Aim of the task:
Using the string "filename" as the key, pull each matching line out of the records below.

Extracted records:
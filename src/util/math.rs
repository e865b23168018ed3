//! Angle helpers shared by the geometry and codec modules.

/// Computes sine and cosine for an angle in degrees.
pub(crate) fn sin_cos_deg(angle_deg: f64) -> (f64, f64) {
    angle_deg.to_radians().sin_cos()
}

/// Folds an angle in degrees into the half-open range `(-90, 90]`.
///
/// Accepts inputs in `(-270, 270]`, which covers the sum of a canonical
/// angle and a rotation of at most a quarter turn.
pub(crate) fn fold_half_turn(angle_deg: f64) -> f64 {
    if angle_deg > 90.0 {
        angle_deg - 180.0
    } else if angle_deg <= -90.0 {
        angle_deg + 180.0
    } else {
        angle_deg
    }
}

/// Returns true if `angle_deg` is finite and lies in `(-90, 90]`.
pub(crate) fn in_half_turn(angle_deg: f64) -> bool {
    angle_deg.is_finite() && angle_deg > -90.0 && angle_deg <= 90.0
}
// src/services/image_processor.rs
use crate::errors::ShelfScanError;
use crate::models::CapturedImage;
use base64::{Engine as _, engine::general_purpose};
use bytes::Bytes;
use image::{GenericImageView, ImageFormat as ImgFormat};

const MAX_DIMENSION: u32 = 8192;

/// Checks captured uploads before they are handed to the model.
pub struct ImageProcessor;

impl ImageProcessor {
    pub fn new() -> Self {
        Self
    }

    pub fn validate_image(&self, data: &[u8]) -> Result<ImgFormat, ShelfScanError> {
        let format = image::guess_format(data)
            .map_err(|e| ShelfScanError::ImageProcessing(format!("Unrecognised image: {}", e)))?;

        let img = image::load_from_memory_with_format(data, format)
            .map_err(|e| ShelfScanError::ImageProcessing(format!("Invalid image format: {}", e)))?;

        let (width, height) = img.dimensions();

        if width > MAX_DIMENSION || height > MAX_DIMENSION {
            return Err(ShelfScanError::ImageProcessing(format!(
                "Image dimensions exceed {MAX_DIMENSION}x{MAX_DIMENSION}"
            )));
        }

        Ok(format)
    }

    /// Validates an upload and wraps it with a data-URL preview.
    pub fn capture(&self, filename: String, data: Vec<u8>) -> Result<CapturedImage, ShelfScanError> {
        let format = self.validate_image(&data)?;
        let mime_type = format.to_mime_type().to_string();
        let preview = format!(
            "data:{};base64,{}",
            mime_type,
            general_purpose::STANDARD.encode(&data)
        );

        Ok(CapturedImage {
            filename,
            mime_type,
            data: Bytes::from(data),
            preview,
        })
    }

    /// File extension for generated image bytes, `jpg` when the format is unknown.
    pub fn extension_for(data: &[u8]) -> &'static str {
        match image::guess_format(data) {
            Ok(ImgFormat::Png) => "png",
            Ok(ImgFormat::WebP) => "webp",
            Ok(ImgFormat::Gif) => "gif",
            _ => "jpg",
        }
    }

    pub fn content_type_for(data: &[u8]) -> &'static str {
        image::guess_format(data)
            .map(|f| f.to_mime_type())
            .unwrap_or("image/jpeg")
    }
}

impl Default for ImageProcessor {
    fn default() -> Self {
        Self::new()
    }
}

#[cfg(test)]
mod tests {
    use super::*;
    use crate::testing::png_bytes;

    #[test]
    fn capture_builds_data_url_preview() {
        let processor = ImageProcessor::new();
        let image = processor.capture("shelf.png".into(), png_bytes(4, 3)).unwrap();
        assert_eq!(image.mime_type, "image/png");
        assert!(image.preview.starts_with("data:image/png;base64,"));
        assert_eq!(image.filename, "shelf.png");
    }

    #[test]
    fn rejects_non_image_payload() {
        let processor = ImageProcessor::new();
        let err = processor.capture("notes.txt".into(), b"hello".to_vec()).unwrap_err();
        assert!(matches!(err, ShelfScanError::ImageProcessing(_)));
    }

    #[test]
    fn extension_follows_image_bytes() {
        assert_eq!(ImageProcessor::extension_for(&png_bytes(1, 1)), "png");
        assert_eq!(ImageProcessor::extension_for(b"????"), "jpg");
        assert_eq!(ImageProcessor::content_type_for(b"????"), "image/jpeg");
    }
}
// src/services/redis_service.rs
use crate::errors::ShelfScanError;
use crate::models::*;
use crate::services::EntryStore;
use async_trait::async_trait;
use chrono::Utc;
use redis::aio::ConnectionManager;
use redis::{AsyncCommands, Client};
use uuid::Uuid;

const DEFAULT_NAMESPACE: &str = "stock";

/// Inventory entries kept in Redis. Each entry is a JSON document at
/// `{ns}:item:{id}` and the sorted set `{ns}:items` records insertion order,
/// scored by the `{ns}:seq` counter.
pub struct RedisEntryStore {
    conn: ConnectionManager,
    namespace: String,
}

impl RedisEntryStore {
    pub async fn new(redis_url: &str) -> Result<Self, ShelfScanError> {
        Self::with_namespace(redis_url, DEFAULT_NAMESPACE).await
    }

    pub async fn with_namespace(
        redis_url: &str,
        namespace: impl Into<String>,
    ) -> Result<Self, ShelfScanError> {
        let client = Client::open(redis_url)?;
        let mut conn = ConnectionManager::new(client).await?;

        // Test connection
        let _: String = redis::cmd("PING").query_async(&mut conn).await?;

        Ok(Self {
            conn,
            namespace: namespace.into(),
        })
    }

    fn entry_key(&self, id: &str) -> String {
        format!("{}:item:{}", self.namespace, id)
    }

    fn index_key(&self) -> String {
        format!("{}:items", self.namespace)
    }

    fn sequence_key(&self) -> String {
        format!("{}:seq", self.namespace)
    }

    async fn fetch(&self, id: &Uuid) -> Result<Option<InventoryEntry>, ShelfScanError> {
        let mut conn = self.conn.clone();
        let value: Option<String> = conn.get(self.entry_key(&id.to_string())).await?;
        value
            .map(|v| serde_json::from_str(&v).map_err(ShelfScanError::from))
            .transpose()
    }
}

#[async_trait]
impl EntryStore for RedisEntryStore {
    async fn list(&self) -> Result<Vec<InventoryEntry>, ShelfScanError> {
        let mut conn = self.conn.clone();
        let ids: Vec<String> = conn.zrevrange(self.index_key(), 0, -1).await?;
        if ids.is_empty() {
            return Ok(Vec::new());
        }

        let keys: Vec<String> = ids.iter().map(|id| self.entry_key(id)).collect();
        let values: Vec<Option<String>> = redis::cmd("MGET")
            .arg(&keys)
            .query_async(&mut conn)
            .await?;

        values
            .into_iter()
            .flatten()
            .map(|v| serde_json::from_str(&v).map_err(ShelfScanError::from))
            .collect()
    }

    async fn insert(&self, entry: NewInventoryEntry) -> Result<InventoryEntry, ShelfScanError> {
        let entry = entry.into_entry(Uuid::new_v4(), Utc::now());
        let value = serde_json::to_string(&entry)?;

        let mut conn = self.conn.clone();
        let _: () = conn.set(self.entry_key(&entry.id.to_string()), value).await?;
        let seq: i64 = conn.incr(self.sequence_key(), 1).await?;
        let _: () = conn.zadd(self.index_key(), entry.id.to_string(), seq).await?;

        Ok(entry)
    }

    async fn update(&self, id: Uuid, update: &EntryUpdate) -> Result<InventoryEntry, ShelfScanError> {
        update.validate()?;
        let not_found = || ShelfScanError::NotFound(format!("stock entry {}", id));

        let mut entry = self.fetch(&id).await?.ok_or_else(not_found)?;
        update.apply_to(&mut entry);
        let value = serde_json::to_string(&entry)?;

        // XX only overwrites an existing key, so a concurrent delete wins.
        let mut conn = self.conn.clone();
        let written: Option<String> = redis::cmd("SET")
            .arg(self.entry_key(&id.to_string()))
            .arg(value)
            .arg("XX")
            .query_async(&mut conn)
            .await?;
        written.ok_or_else(not_found)?;

        Ok(entry)
    }

    async fn delete(&self, id: Uuid) -> Result<(), ShelfScanError> {
        let mut conn = self.conn.clone();
        let _: () = conn.del(self.entry_key(&id.to_string())).await?;
        let _: () = conn.zrem(self.index_key(), id.to_string()).await?;
        Ok(())
    }

    async fn clear(&self) -> Result<(), ShelfScanError> {
        let mut conn = self.conn.clone();
        let ids: Vec<String> = conn.zrange(self.index_key(), 0, -1).await?;

        let mut keys: Vec<String> = ids.iter().map(|id| self.entry_key(id)).collect();
        keys.push(self.index_key());
        keys.push(self.sequence_key());
        let _: () = conn.del(keys).await?;

        Ok(())
    }
}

Finished exercise:
filename src/util/math.rs
    pub fn capture(&self, filename: String, data: Vec<u8>) -> Result<CapturedImage, ShelfScanError> {
            filename,
        assert_eq!(image.filename, "shelf.png");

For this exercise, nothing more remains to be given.